Written and directed by Mu Zhengyang, the film is set on an island where mortals and immortals live side by side, although not exactly as equals. Lü Dongbin and Zhongli Quan, two mortals with their eyes on a legendary vault, hatch a wildly dangerous plan: pose as immortals, assemble a crew, and rob the gods. The pair recruits six accomplices for the job: He Xiangu, Tieguai Li, Han Xiangzi, Cao Guojiu, Lan Caihe, and Zhang Guolao. Together, the eight aspiring thieves stumble into a much larger conspiracy that threatens to upset the balance between the mortal and divine worlds.

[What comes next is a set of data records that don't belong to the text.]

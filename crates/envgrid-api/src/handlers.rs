//! REST API handlers.
//!
//! Each handler calls one core operation and returns a JSON envelope.

use std::collections::HashMap;

use axum::Json;
use axum::body::Body;
use axum::extract::{Path, Query, State};
use axum::http::{HeaderMap, Method, StatusCode, Uri, header};
use axum::response::{IntoResponse, Response};
use bytes::Bytes;
use envgrid_core::{EnvgridError, ErrorKind, ManifestSource, Rejection, StartRequest};
use envgrid_proxy::ForwardRequest;
use envgrid_runtime::{ProcessRunner, WorkloadRuntime};
use serde::Deserialize;
use tracing::{debug, warn};

use crate::{ApiState, DEPLOYMENT_ID_HEADER, FORWARD_PORT_HEADER};

/// Response wrapper for consistent API format.
#[derive(serde::Serialize)]
struct ApiResponse<T: serde::Serialize> {
    success: bool,
    #[serde(skip_serializing_if = "Option::is_none")]
    data: Option<T>,
    #[serde(skip_serializing_if = "Option::is_none")]
    error: Option<String>,
    #[serde(skip_serializing_if = "Option::is_none")]
    kind: Option<ErrorKind>,
}

impl<T: serde::Serialize> ApiResponse<T> {
    fn ok(data: T) -> Json<Self> {
        Json(Self {
            success: true,
            data: Some(data),
            error: None,
            kind: None,
        })
    }
}

/// HTTP status for an engine error.
pub fn status_for(err: &EnvgridError) -> StatusCode {
    match err {
        EnvgridError::AdmissionRejected(Rejection::CapacityReached { .. }) => {
            StatusCode::TOO_MANY_REQUESTS
        }
        EnvgridError::AdmissionRejected(_) => StatusCode::SERVICE_UNAVAILABLE,
        EnvgridError::RenderFailure { .. } => StatusCode::UNPROCESSABLE_ENTITY,
        EnvgridError::DeploymentConflict(_) | EnvgridError::ReplayStillActive(_) => {
            StatusCode::CONFLICT
        }
        EnvgridError::CommandRunLimit { .. } => StatusCode::TOO_MANY_REQUESTS,
        EnvgridError::DeploymentNotFound(_) | EnvgridError::CommandRunNotFound(_) => {
            StatusCode::NOT_FOUND
        }
        EnvgridError::InvalidDeploymentId(_)
        | EnvgridError::MissingParameter(_)
        | EnvgridError::EmptyBody => StatusCode::BAD_REQUEST,
        EnvgridError::CommandNotAllowed(_) => StatusCode::FORBIDDEN,
        EnvgridError::ContainerUnreachable { .. } => StatusCode::BAD_GATEWAY,
        _ => StatusCode::INTERNAL_SERVER_ERROR,
    }
}

fn error_response(err: EnvgridError) -> Response {
    let status = status_for(&err);
    if status.is_server_error() {
        warn!(kind = ?err.kind(), error = %err, "request failed");
    } else {
        debug!(kind = ?err.kind(), error = %err, "request rejected");
    }
    // Rejections carry their reason as data so callers can back off.
    let data = match &err {
        EnvgridError::AdmissionRejected(rejection) => serde_json::to_value(rejection).ok(),
        _ => None,
    };
    (
        status,
        Json(ApiResponse {
            success: false,
            data,
            error: Some(err.to_string()),
            kind: Some(err.kind()),
        }),
    )
        .into_response()
}

fn respond<T: serde::Serialize>(result: Result<T, EnvgridError>) -> Response {
    match result {
        Ok(data) => ApiResponse::ok(data).into_response(),
        Err(e) => error_response(e),
    }
}

fn requested_id(headers: &HeaderMap) -> Option<String> {
    headers
        .get(DEPLOYMENT_ID_HEADER)
        .and_then(|v| v.to_str().ok())
        .map(str::trim)
        .filter(|v| !v.is_empty())
        .map(str::to_string)
}

fn parse_json<T: serde::de::DeserializeOwned + Default>(body: &Bytes) -> Result<T, EnvgridError> {
    if body.iter().all(u8::is_ascii_whitespace) {
        return Ok(T::default());
    }
    serde_json::from_slice(body)
        .map_err(|e| EnvgridError::MissingParameter(format!("malformed JSON body: {e}")))
}

// ── Health ─────────────────────────────────────────────────────

/// GET /ping
pub async fn ping<R: WorkloadRuntime, P: ProcessRunner>(
    State(state): State<ApiState<R, P>>,
) -> impl IntoResponse {
    let runtime = state.orchestrator.runtime();
    ApiResponse::ok(serde_json::json!({
        "status": "ok",
        "runtime": runtime.kind(),
        "runtime_available": runtime.ping().await,
    }))
}

// ── Deployments ────────────────────────────────────────────────

/// Template start request body. Every field is optional.
#[derive(Debug, Default, Deserialize)]
#[serde(default)]
pub struct StartBody {
    pub template: Option<String>,
    pub variables: Option<String>,
    pub overrides: HashMap<String, String>,
}

/// GET /api/v1/deployments
pub async fn list_deployments<R: WorkloadRuntime, P: ProcessRunner>(
    State(state): State<ApiState<R, P>>,
) -> Response {
    respond(state.orchestrator.list().await)
}

/// POST /api/v1/deployments
pub async fn start_from_template<R: WorkloadRuntime, P: ProcessRunner>(
    State(state): State<ApiState<R, P>>,
    headers: HeaderMap,
    body: Bytes,
) -> Response {
    let body: StartBody = match parse_json(&body) {
        Ok(body) => body,
        Err(e) => return error_response(e),
    };
    let request = StartRequest {
        source: ManifestSource::Template {
            template: body.template,
            variables: body.variables,
        },
        overrides: body.overrides,
        requested_id: requested_id(&headers),
    };
    match state.orchestrator.start(request).await {
        Ok(started) => (StatusCode::CREATED, ApiResponse::ok(started)).into_response(),
        Err(e) => error_response(e),
    }
}

/// POST /api/v1/deployments/manifest
pub async fn start_from_manifest<R: WorkloadRuntime, P: ProcessRunner>(
    State(state): State<ApiState<R, P>>,
    headers: HeaderMap,
    body: Bytes,
) -> Response {
    let manifest = match String::from_utf8(body.to_vec()) {
        Ok(text) => text,
        Err(_) => {
            return error_response(EnvgridError::MissingParameter(
                "manifest body is not UTF-8".to_string(),
            ));
        }
    };
    let request = StartRequest {
        source: ManifestSource::Raw(manifest),
        overrides: HashMap::new(),
        requested_id: requested_id(&headers),
    };
    match state.orchestrator.start(request).await {
        Ok(started) => (StatusCode::CREATED, ApiResponse::ok(started)).into_response(),
        Err(e) => error_response(e),
    }
}

/// DELETE /api/v1/deployments
pub async fn stop_all<R: WorkloadRuntime, P: ProcessRunner>(
    State(state): State<ApiState<R, P>>,
) -> Response {
    respond(state.orchestrator.stop_all().await)
}

/// GET /api/v1/deployments/{id}
pub async fn deployment_status<R: WorkloadRuntime, P: ProcessRunner>(
    State(state): State<ApiState<R, P>>,
    Path(id): Path<String>,
) -> Response {
    respond(state.orchestrator.status(&id).await)
}

/// DELETE /api/v1/deployments/{id}
pub async fn stop_deployment<R: WorkloadRuntime, P: ProcessRunner>(
    State(state): State<ApiState<R, P>>,
    Path(id): Path<String>,
) -> Response {
    respond(state.orchestrator.stop(&id).await)
}

/// POST /api/v1/deployments/{id}/replay
pub async fn replay_deployment<R: WorkloadRuntime, P: ProcessRunner>(
    State(state): State<ApiState<R, P>>,
    Path(id): Path<String>,
) -> Response {
    respond(state.orchestrator.replay(&id).await)
}

/// GET /api/v1/deployments/{id}/logs
pub async fn deployment_logs<R: WorkloadRuntime, P: ProcessRunner>(
    State(state): State<ApiState<R, P>>,
    Path(id): Path<String>,
) -> Response {
    respond(state.orchestrator.logs(&id).await)
}

/// GET /api/v1/deployments/{id}/archive
pub async fn archive_deployment<R: WorkloadRuntime, P: ProcessRunner>(
    State(state): State<ApiState<R, P>>,
    Path(id): Path<String>,
) -> Response {
    let path = match state.orchestrator.archive(&id).await {
        Ok(path) => path,
        Err(e) => return error_response(e),
    };
    let bytes = match tokio::fs::read(&path).await {
        Ok(bytes) => bytes,
        Err(e) => return error_response(EnvgridError::Io(e)),
    };
    let file_name = path
        .file_name()
        .map(|n| n.to_string_lossy().into_owned())
        .unwrap_or_else(|| "deployment.tar.gz".to_string());
    (
        [
            (header::CONTENT_TYPE, "application/gzip".to_string()),
            (
                header::CONTENT_DISPOSITION,
                format!("attachment; filename=\"{file_name}\""),
            ),
        ],
        bytes,
    )
        .into_response()
}

// ── Network ────────────────────────────────────────────────────

#[derive(Debug, Default, Deserialize)]
pub struct NetworkQuery {
    pub network: Option<String>,
}

/// POST /api/v1/deployments/{id}/network/{service}
pub async fn connect_network<R: WorkloadRuntime, P: ProcessRunner>(
    State(state): State<ApiState<R, P>>,
    Path((id, service)): Path<(String, String)>,
    Query(query): Query<NetworkQuery>,
) -> Response {
    respond(
        state
            .network
            .connect(&id, &service, query.network.as_deref())
            .await,
    )
}

/// DELETE /api/v1/deployments/{id}/network/{service}
pub async fn disconnect_network<R: WorkloadRuntime, P: ProcessRunner>(
    State(state): State<ApiState<R, P>>,
    Path((id, service)): Path<(String, String)>,
    Query(query): Query<NetworkQuery>,
) -> Response {
    respond(
        state
            .network
            .disconnect(&id, &service, query.network.as_deref())
            .await,
    )
}

// ── Forwarding ─────────────────────────────────────────────────

/// ANY /api/v1/deployments/{id}/forward/{service}
pub async fn forward_root<R: WorkloadRuntime, P: ProcessRunner>(
    State(state): State<ApiState<R, P>>,
    Path((id, service)): Path<(String, String)>,
    method: Method,
    uri: Uri,
    headers: HeaderMap,
    body: Bytes,
) -> Response {
    forward(&state, &id, &service, "", method, &uri, headers, body).await
}

/// ANY /api/v1/deployments/{id}/forward/{service}/{*path}
pub async fn forward_request<R: WorkloadRuntime, P: ProcessRunner>(
    State(state): State<ApiState<R, P>>,
    Path((id, service, path)): Path<(String, String, String)>,
    method: Method,
    uri: Uri,
    headers: HeaderMap,
    body: Bytes,
) -> Response {
    forward(&state, &id, &service, &path, method, &uri, headers, body).await
}

#[allow(clippy::too_many_arguments)]
async fn forward<R: WorkloadRuntime, P: ProcessRunner>(
    state: &ApiState<R, P>,
    id: &str,
    service: &str,
    path: &str,
    method: Method,
    uri: &Uri,
    mut headers: HeaderMap,
    body: Bytes,
) -> Response {
    let port = match headers.remove(FORWARD_PORT_HEADER) {
        None => None,
        Some(value) => match value.to_str().ok().and_then(|v| v.trim().parse::<u16>().ok()) {
            Some(port) => Some(port),
            None => {
                return error_response(EnvgridError::MissingParameter(format!(
                    "{FORWARD_PORT_HEADER} must be a port number"
                )));
            }
        },
    };
    let path_and_query = match uri.query() {
        Some(query) => format!("/{}?{query}", path.trim_start_matches('/')),
        None => format!("/{}", path.trim_start_matches('/')),
    };
    let request = ForwardRequest {
        method,
        path_and_query,
        headers,
        body,
    };

    match state.forwarder.forward(id, service, port, request).await {
        Ok(upstream) => {
            let mut response = Response::new(Body::from(upstream.body));
            *response.status_mut() = upstream.status;
            for (name, value) in upstream.headers.iter() {
                if *name != header::CONNECTION
                    && *name != header::TRANSFER_ENCODING
                    && *name != header::CONTENT_LENGTH
                {
                    response.headers_mut().append(name, value.clone());
                }
            }
            response
        }
        Err(e) => error_response(e),
    }
}

// ── Commands ───────────────────────────────────────────────────

#[derive(Debug, Default, Deserialize)]
#[serde(default)]
pub struct CommandsBody {
    pub commands: Vec<String>,
}

/// POST /api/v1/commands
pub async fn run_commands<R: WorkloadRuntime, P: ProcessRunner>(
    State(state): State<ApiState<R, P>>,
    body: Bytes,
) -> Response {
    let body: CommandsBody = match parse_json(&body) {
        Ok(body) => body,
        Err(e) => return error_response(e),
    };
    respond(state.sandbox.run(body.commands).await)
}

/// POST /api/v1/commands/runs
pub async fn start_command_run<R: WorkloadRuntime, P: ProcessRunner>(
    State(state): State<ApiState<R, P>>,
    body: Bytes,
) -> Response {
    let body: CommandsBody = match parse_json(&body) {
        Ok(body) => body,
        Err(e) => return error_response(e),
    };
    match state.sandbox.spawn(body.commands).await {
        Ok(run_id) => (
            StatusCode::ACCEPTED,
            ApiResponse::ok(serde_json::json!({ "run_id": run_id })),
        )
            .into_response(),
        Err(e) => error_response(e),
    }
}

/// GET /api/v1/commands/runs/{run_id}
pub async fn command_run<R: WorkloadRuntime, P: ProcessRunner>(
    State(state): State<ApiState<R, P>>,
    Path(run_id): Path<String>,
) -> Response {
    respond(state.sandbox.record(&run_id).await)
}

#[derive(Debug, Default, Deserialize)]
#[serde(default)]
pub struct DetachedBody {
    pub command: String,
}

/// POST /api/v1/commands/detached
pub async fn launch_detached<R: WorkloadRuntime, P: ProcessRunner>(
    State(state): State<ApiState<R, P>>,
    body: Bytes,
) -> Response {
    let body: DetachedBody = match parse_json(&body) {
        Ok(body) => body,
        Err(e) => return error_response(e),
    };
    respond(
        state
            .sandbox
            .launch(&body.command)
            .await
            .map(|pid| serde_json::json!({ "pid": pid })),
    )
}

#[cfg(test)]
mod tests {
    use super::*;

    #[test]
    fn rejections_map_to_distinct_statuses() {
        assert_eq!(
            status_for(&EnvgridError::AdmissionRejected(Rejection::CapacityReached { max: 1 })),
            StatusCode::TOO_MANY_REQUESTS
        );
        assert_eq!(
            status_for(&EnvgridError::AdmissionRejected(Rejection::RuntimeUnavailable)),
            StatusCode::SERVICE_UNAVAILABLE
        );
        assert_eq!(
            status_for(&EnvgridError::CommandNotAllowed("rm x".into())),
            StatusCode::FORBIDDEN
        );
        assert_eq!(
            status_for(&EnvgridError::CommandRunLimit { max: 4 }),
            StatusCode::TOO_MANY_REQUESTS
        );
        assert_eq!(
            status_for(&EnvgridError::CommandRunNotFound("x".into())),
            StatusCode::NOT_FOUND
        );
        assert_eq!(
            status_for(&EnvgridError::stop_failed("abc", "exit 1", None)),
            StatusCode::INTERNAL_SERVER_ERROR
        );
    }

    #[test]
    fn deployment_id_header_is_trimmed_and_optional() {
        let mut headers = HeaderMap::new();
        assert_eq!(requested_id(&headers), None);
        headers.insert(DEPLOYMENT_ID_HEADER, "  ABC ".parse().unwrap());
        assert_eq!(requested_id(&headers), Some("ABC".to_string()));
        headers.insert(DEPLOYMENT_ID_HEADER, " ".parse().unwrap());
        assert_eq!(requested_id(&headers), None);
    }

    #[test]
    fn blank_json_body_is_default() {
        let body: StartBody = parse_json(&Bytes::from_static(b"  \n")).unwrap();
        assert!(body.template.is_none() && body.overrides.is_empty());
        assert!(parse_json::<StartBody>(&Bytes::from_static(b"{nope")).is_err());
    }
}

The trailer promises elaborate fantasy environments, broad character comedy, and plenty of big-scale action. The film’s action design was handled by Hong Kong Film Awards winner Su Hang (The Shadow’s Edge), while Ne Zha voice director Chen Hao oversaw the voice performances.
All Wishes Come True! comes from Pearl Studio, the Chinese animation company formerly known as Oriental DreamWorks. Launched in 2012 as a joint venture between DreamWorks Animation and several Chinese partners, the studio co-produced Kung Fu Panda 3 before CMC took full ownership and relaunched it under the Pearl name in 2018. Its subsequent credits include Abominable and Glen Keane’s Oscar-nominated Over the Moon.
The new film arrives as Chinese animation is enjoying an unprecedented international moment after Ne Zha 2’s $2.2 billion global haul and Nobody’s record-setting run for a 2D feature. Whether All Wishes Come True! can approach those levels remains to be seen, but Pearl and CMC are giving it an unusually broad day-and-date overseas push.
The 143-minute film opens in China on July 24. It will reach Australia and New Zealand on August 13, followed by the U.S., Canada, Britain, the Netherlands, and Ireland on August 14. It will screen in Mandarin with English subtitles.